Survival time for advanced melanoma significantly extended! New data on Relatlimab + Nivolumab dual immunotherapy released.

Immunotherapy has revolutionized the treatment of melanoma patients, but new combinations that include other immune targets are still needed to further improve treatment results. Recently, the results of the Phase 3 RELATIVITY-047 study published in the New England Journal of Medicine showed that the combination therapy of Relatlimab+Nivolumab, two drugs that target different proteins on the T cells of the immune system, significantly controlled advanced melanoma for longer than using one of the drugs alone.

Lymphocyte activation gene 3 (LAG-3) and programmed death 1 (PD-1) are distinct suppressive immune checkpoints that contribute to T cell exhaustion. Both nivolumab and relatlimab are antibody drugs. They target different proteins on T cells to restore and revitalize the cells' natural attack on tumor cells. Nivolumab targets PD-1, a checkpoint protein that prompts T cells to cease attack when it binds to its corresponding protein on tumor cells. Relatlimab targets the protein LAG-3, an immune checkpoint receptor protein whose function is to control T cell responses, activation, and growth. The combination therapy of relatlimab and nivolumab has been shown to be safe and has antitumor activity in previously treated melanoma patients.

Latest treatment data of Relatlimab+Nivolumab

The RELATIVITY trial involved 714 patients AND was the first study to demonstrate clinically significant benefits by simultaneously inhibiting the LAG-3 and PD-1 pathways. In the RELATIVITY study, the RESEARCHERS compared the effectiveness of the drug Nivolumab itself with the LAG-3 blocking antibodies Relatlimab and Nivolumab as a FIXED-dose combination therapy.

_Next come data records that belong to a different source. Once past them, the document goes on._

//! Azure Key Vault secret client.
//!
//! Reads the current version of a named secret over the Key Vault REST API,
//! authenticating with a bearer token from an injected [`TokenCredential`].

use super::credential::TokenCredential;
use crate::error::{classify_vault_status, IngestError, IngestResult};
use crate::utils::text::{truncate_body, MAX_ERROR_BODY};
use async_trait::async_trait;
use reqwest::{Client, Request};
use serde::Deserialize;
use std::fmt;
use std::sync::Arc;
use std::time::Duration;
use tracing::debug;

/// Token audience for Key Vault
pub const KEYVAULT_RESOURCE: &str = "https://vault.azure.net";
const KEYVAULT_API_VERSION: &str = "7.4";
const KEYVAULT_TIMEOUT_SECS: u64 = 15;

/// A secret's value. `Debug` never prints the contents.
#[derive(Clone, PartialEq, Eq)]
pub struct SecretValue(String);

impl SecretValue {
    pub fn new(value: impl Into<String>) -> Self {
        Self(value.into())
    }

    pub fn expose(&self) -> &str {
        &self.0
    }
}

impl fmt::Debug for SecretValue {
    fn fmt(&self, f: &mut fmt::Formatter<'_>) -> fmt::Result {
        f.write_str("SecretValue(<redacted>)")
    }
}

/// Named-secret lookup
#[async_trait]
pub trait SecretStore: Send + Sync {
    /// Fetch the current value of `name`
    ///
    /// # Returns
    /// * `Err(IngestError::Auth)` - Identity could not get a token or lacks access
    /// * `Err(IngestError::NotFound)` - No such secret
    async fn get_secret(&self, name: &str) -> IngestResult<SecretValue>;
}

#[derive(Debug, Deserialize)]
struct SecretBundle {
    value: Option<String>,
}

/// Key Vault client bound to one vault
pub struct KeyVaultClient {
    client: Client,
    vault_url: String,
    credential: Arc<dyn TokenCredential>,
}

impl fmt::Debug for KeyVaultClient {
    fn fmt(&self, f: &mut fmt::Formatter<'_>) -> fmt::Result {
        f.debug_struct("KeyVaultClient")
            .field("vault_url", &self.vault_url)
            .field("credential", &self.credential.credential_name())
            .finish()
    }
}

impl KeyVaultClient {
    /// `https://{vault_name}.vault.azure.net`
    pub fn vault_url_for(vault_name: &str) -> String {
        format!("https://{}.vault.azure.net", vault_name)
    }

    /// Create a client for an explicit vault URL
    pub fn with_vault_url(vault_url: &str, credential: Arc<dyn TokenCredential>) -> IngestResult<Self> {
        let client = Client::builder()
            .timeout(Duration::from_secs(KEYVAULT_TIMEOUT_SECS))
            .build()
            .map_err(|e| {
                IngestError::Configuration(format!("Failed to create HTTP client for Key Vault: {}", e))
            })?;

        Ok(Self {
            client,
            vault_url: vault_url.trim_end_matches('/').to_string(),
            credential,
        })
    }

    pub fn vault_url(&self) -> &str {
        &self.vault_url
    }

    fn build_get_secret_request(&self, name: &str, bearer: &str) -> IngestResult<Request> {
        self.client
            .get(format!(
                "{}/secrets/{}",
                self.vault_url,
                urlencoding::encode(name)
            ))
            .query(&[("api-version", KEYVAULT_API_VERSION)])
            .bearer_auth(bearer)
            .build()
            .map_err(|e| IngestError::Configuration(format!("Invalid Key Vault request: {}", e)))
    }
}

#[async_trait]
impl SecretStore for KeyVaultClient {
    async fn get_secret(&self, name: &str) -> IngestResult<SecretValue> {
        let token = self.credential.get_token(KEYVAULT_RESOURCE).await?;
        let request = self.build_get_secret_request(name, &token.token)?;

        debug!(
            "Fetching secret '{}' from {} (token valid until {})",
            name, self.vault_url, token.expires_on
        );

        let response = self
            .client
            .execute(request)
            .await
            .map_err(|e| IngestError::Auth(format!("Failed to reach Key Vault {}: {}", self.vault_url, e)))?;

        let status = response.status();
        if !status.is_success() {
            let body = truncate_body(response.text().await.unwrap_or_default(), MAX_ERROR_BODY);
            return Err(classify_vault_status(
                status,
                &format!("secret '{}' in {}: {}", name, self.vault_url, body),
            ));
        }

        let bundle: SecretBundle = response
            .json()
            .await
            .map_err(|e| IngestError::Auth(format!("Failed to parse Key Vault response: {}", e)))?;

        bundle
            .value
            .map(SecretValue)
            .ok_or_else(|| IngestError::NotFound(format!("secret '{}' has no value", name)))
    }
}
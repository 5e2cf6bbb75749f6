//! Error taxonomy for a single ingest tick.
//!
//! Every failure aborts the tick and is reported to the scheduler. Nothing here
//! is retried locally.

use reqwest::StatusCode;
use thiserror::Error;

#[derive(Debug, Error)]
pub enum IngestError {
    /// Missing or malformed configuration, detected before any network call
    #[error("configuration error: {0}")]
    Configuration(String),

    /// Identity token could not be obtained or was rejected by the vault
    #[error("auth error: {0}")]
    Auth(String),

    /// The requested secret does not exist
    #[error("not found: {0}")]
    NotFound(String),

    /// Price fetch failed (status, timeout, transport or body)
    #[error("upstream error: {0}")]
    Upstream(String),

    /// Producer could not be opened, the send failed, or close failed
    #[error("publish error: {0}")]
    Publish(String),
}

impl IngestError {
    /// Short stable label used in log fields.
    pub fn kind(&self) -> &'static str {
        match self {
            Self::Configuration(_) => "configuration",
            Self::Auth(_) => "auth",
            Self::NotFound(_) => "not_found",
            Self::Upstream(_) => "upstream",
            Self::Publish(_) => "publish",
        }
    }
}

pub type IngestResult<T> = std::result::Result<T, IngestError>;

/// Map a failed secret-store response to the taxonomy.
///
/// 401/403 are access problems, 404 is a missing secret. Anything else the
/// vault returns is treated as an auth failure because the tick cannot obtain
/// its connection string either way.
pub fn classify_vault_status(status: StatusCode, detail: &str) -> IngestError {
    match status {
        StatusCode::NOT_FOUND => IngestError::NotFound(format!("{} - {}", status, detail)),
        _ => IngestError::Auth(format!("{} - {}", status, detail)),
    }
}

#[cfg(test)]
mod tests {
    use super::*;

    #[test]
    fn test_classify_vault_status() {
        assert!(matches!(
            classify_vault_status(StatusCode::NOT_FOUND, "SecretNotFound"),
            IngestError::NotFound(_)
        ));
        assert!(matches!(
            classify_vault_status(StatusCode::FORBIDDEN, "Forbidden"),
            IngestError::Auth(_)
        ));
        assert!(matches!(
            classify_vault_status(StatusCode::UNAUTHORIZED, ""),
            IngestError::Auth(_)
        ));
    }

    #[test]
    fn test_error_display_and_kind() {
        let err = IngestError::Upstream("CoinGecko API error: 500".to_string());
        assert_eq!(err.to_string(), "upstream error: CoinGecko API error: 500");
        assert_eq!(err.kind(), "upstream");
        assert_eq!(IngestError::Configuration(String::new()).kind(), "configuration");
    }
}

The median progression-free survival (the time without disease progression) for trial participants receiving Relatlimab plus Nivolumab as initial treatment was 10.1 months, compared to 4.6 months for those receiving Nivolumab alone. After 12 months of treatment, 47.7% of patients receiving the dual therapy regimen were disease-free, compared to only 36% of those receiving Nivolumab alone. Side effects of the combination therapy were generally manageable. Further evaluation of patient survival and long-term benefit in the RELATIVITY study is ongoing.

According to the researchers, in pre-specified subgroups, progression-free survival also showed a benefit relative to nivolumab. Patients with characteristics typically associated with poor prognosis, such as visceral metastases, high tumor burden, elevated serum LDH levels, or mucosal or sharp melanoma, had better outcomes with Relatlimab plus nivolumab than with nivolumab alone.

Reminder: The latest research data show that inhibiting two immune checkpoints (LAG-3 and PD-1) has a greater benefit for the progression-free survival of previously untreated metastatic or non-resectable melanoma patients than inhibiting PD-1 alone. It is hoped that the therapy will obtain better trial results, be approved as soon as possible and be used clinically for the benefit of more patients.